### Task data ###
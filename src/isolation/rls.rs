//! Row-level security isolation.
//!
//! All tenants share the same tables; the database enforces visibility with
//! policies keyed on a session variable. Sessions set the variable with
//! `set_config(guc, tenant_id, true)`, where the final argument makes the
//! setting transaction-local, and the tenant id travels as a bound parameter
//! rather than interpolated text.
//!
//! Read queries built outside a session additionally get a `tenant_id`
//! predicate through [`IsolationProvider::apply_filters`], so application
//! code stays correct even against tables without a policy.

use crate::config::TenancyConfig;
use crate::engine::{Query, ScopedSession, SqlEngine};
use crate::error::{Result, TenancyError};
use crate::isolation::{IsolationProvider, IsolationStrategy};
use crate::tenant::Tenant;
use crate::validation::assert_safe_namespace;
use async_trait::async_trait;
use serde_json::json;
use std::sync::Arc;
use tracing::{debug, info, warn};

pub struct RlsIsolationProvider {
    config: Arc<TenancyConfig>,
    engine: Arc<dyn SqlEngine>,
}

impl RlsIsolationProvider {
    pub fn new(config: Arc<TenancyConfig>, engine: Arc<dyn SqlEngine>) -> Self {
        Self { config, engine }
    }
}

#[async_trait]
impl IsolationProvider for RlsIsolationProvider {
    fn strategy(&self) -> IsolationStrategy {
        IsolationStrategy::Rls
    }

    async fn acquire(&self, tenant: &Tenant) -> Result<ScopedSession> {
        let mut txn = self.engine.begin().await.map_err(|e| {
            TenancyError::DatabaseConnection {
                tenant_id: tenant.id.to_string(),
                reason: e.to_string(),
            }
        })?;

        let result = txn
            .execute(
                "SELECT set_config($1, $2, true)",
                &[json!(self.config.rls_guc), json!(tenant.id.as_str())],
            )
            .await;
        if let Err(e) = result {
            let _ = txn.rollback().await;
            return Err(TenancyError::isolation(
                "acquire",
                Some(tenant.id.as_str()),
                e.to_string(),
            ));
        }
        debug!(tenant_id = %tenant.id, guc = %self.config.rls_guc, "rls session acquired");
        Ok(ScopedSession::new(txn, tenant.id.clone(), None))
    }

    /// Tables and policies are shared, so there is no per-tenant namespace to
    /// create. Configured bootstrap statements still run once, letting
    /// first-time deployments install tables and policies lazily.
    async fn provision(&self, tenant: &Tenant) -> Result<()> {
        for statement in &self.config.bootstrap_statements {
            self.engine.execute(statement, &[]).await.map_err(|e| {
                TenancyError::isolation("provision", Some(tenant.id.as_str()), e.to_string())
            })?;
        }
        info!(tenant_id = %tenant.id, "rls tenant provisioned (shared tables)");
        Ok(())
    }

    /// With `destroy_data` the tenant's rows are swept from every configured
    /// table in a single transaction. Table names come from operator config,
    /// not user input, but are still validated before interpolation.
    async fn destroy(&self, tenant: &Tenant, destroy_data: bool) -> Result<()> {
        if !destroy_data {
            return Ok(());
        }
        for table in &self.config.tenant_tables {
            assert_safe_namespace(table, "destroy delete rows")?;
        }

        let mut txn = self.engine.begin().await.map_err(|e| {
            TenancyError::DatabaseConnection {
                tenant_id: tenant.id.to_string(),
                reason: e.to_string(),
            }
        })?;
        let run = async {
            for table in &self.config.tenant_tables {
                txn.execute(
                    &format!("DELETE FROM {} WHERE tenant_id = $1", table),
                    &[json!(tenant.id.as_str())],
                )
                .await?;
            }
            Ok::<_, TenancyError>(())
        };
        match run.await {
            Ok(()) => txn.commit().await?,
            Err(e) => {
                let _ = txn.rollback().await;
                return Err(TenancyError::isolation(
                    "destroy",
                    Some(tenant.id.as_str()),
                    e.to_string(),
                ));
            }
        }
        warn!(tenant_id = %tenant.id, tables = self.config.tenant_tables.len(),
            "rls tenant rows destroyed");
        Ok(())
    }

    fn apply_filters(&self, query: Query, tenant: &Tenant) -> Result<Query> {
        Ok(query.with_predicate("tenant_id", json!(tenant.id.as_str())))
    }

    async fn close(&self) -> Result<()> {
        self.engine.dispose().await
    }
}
###
Instructions for the task
Output all of the data again. Match it exactly.

Response to the exercise
filename src/isolation/rls.rs
//! Row-level security isolation.
//!
//! All tenants share the same tables; the database enforces visibility with
//! policies keyed on a session variable. Sessions set the variable with
//! `set_config(guc, tenant_id, true)`, where the final argument makes the
//! setting transaction-local, and the tenant id travels as a bound parameter
//! rather than interpolated text.
//!
//! Read queries built outside a session additionally get a `tenant_id`
//! predicate through [`IsolationProvider::apply_filters`], so application
//! code stays correct even against tables without a policy.

use crate::config::TenancyConfig;
use crate::engine::{Query, ScopedSession, SqlEngine};
use crate::error::{Result, TenancyError};
use crate::isolation::{IsolationProvider, IsolationStrategy};
use crate::tenant::Tenant;
use crate::validation::assert_safe_namespace;
use async_trait::async_trait;
use serde_json::json;
use std::sync::Arc;
use tracing::{debug, info, warn};

pub struct RlsIsolationProvider {
    config: Arc<TenancyConfig>,
    engine: Arc<dyn SqlEngine>,
}

impl RlsIsolationProvider {
    pub fn new(config: Arc<TenancyConfig>, engine: Arc<dyn SqlEngine>) -> Self {
        Self { config, engine }
    }
}

#[async_trait]
impl IsolationProvider for RlsIsolationProvider {
    fn strategy(&self) -> IsolationStrategy {
        IsolationStrategy::Rls
    }

    async fn acquire(&self, tenant: &Tenant) -> Result<ScopedSession> {
        let mut txn = self.engine.begin().await.map_err(|e| {
            TenancyError::DatabaseConnection {
                tenant_id: tenant.id.to_string(),
                reason: e.to_string(),
            }
        })?;

        let result = txn
            .execute(
                "SELECT set_config($1, $2, true)",
                &[json!(self.config.rls_guc), json!(tenant.id.as_str())],
            )
            .await;
        if let Err(e) = result {
            let _ = txn.rollback().await;
            return Err(TenancyError::isolation(
                "acquire",
                Some(tenant.id.as_str()),
                e.to_string(),
            ));
        }
        debug!(tenant_id = %tenant.id, guc = %self.config.rls_guc, "rls session acquired");
        Ok(ScopedSession::new(txn, tenant.id.clone(), None))
    }

    /// Tables and policies are shared, so there is no per-tenant namespace to
    /// create. Configured bootstrap statements still run once, letting
    /// first-time deployments install tables and policies lazily.
    async fn provision(&self, tenant: &Tenant) -> Result<()> {
        for statement in &self.config.bootstrap_statements {
            self.engine.execute(statement, &[]).await.map_err(|e| {
                TenancyError::isolation("provision", Some(tenant.id.as_str()), e.to_string())
            })?;
        }
        info!(tenant_id = %tenant.id, "rls tenant provisioned (shared tables)");
        Ok(())
    }

    /// With `destroy_data` the tenant's rows are swept from every configured
    /// table in a single transaction. Table names come from operator config,
    /// not user input, but are still validated before interpolation.
    async fn destroy(&self, tenant: &Tenant, destroy_data: bool) -> Result<()> {
        if !destroy_data {
            return Ok(());
        }
        for table in &self.config.tenant_tables {
            assert_safe_namespace(table, "destroy delete rows")?;
        }

        let mut txn = self.engine.begin().await.map_err(|e| {
            TenancyError::DatabaseConnection {
                tenant_id: tenant.id.to_string(),
                reason: e.to_string(),
            }
        })?;
        let run = async {
            for table in &self.config.tenant_tables {
                txn.execute(
                    &format!("DELETE FROM {} WHERE tenant_id = $1", table),
                    &[json!(tenant.id.as_str())],
                )
                .await?;
            }
            Ok::<_, TenancyError>(())
        };
        match run.await {
            Ok(()) => txn.commit().await?,
            Err(e) => {
                let _ = txn.rollback().await;
                return Err(TenancyError::isolation(
                    "destroy",
                    Some(tenant.id.as_str()),
                    e.to_string(),
                ));
            }
        }
        warn!(tenant_id = %tenant.id, tables = self.config.tenant_tables.len(),
            "rls tenant rows destroyed");
        Ok(())
    }

    fn apply_filters(&self, query: Query, tenant: &Tenant) -> Result<Query> {
        Ok(query.with_predicate("tenant_id", json!(tenant.id.as_str())))
    }

    async fn close(&self) -> Result<()> {
        self.engine.dispose().await
    }
}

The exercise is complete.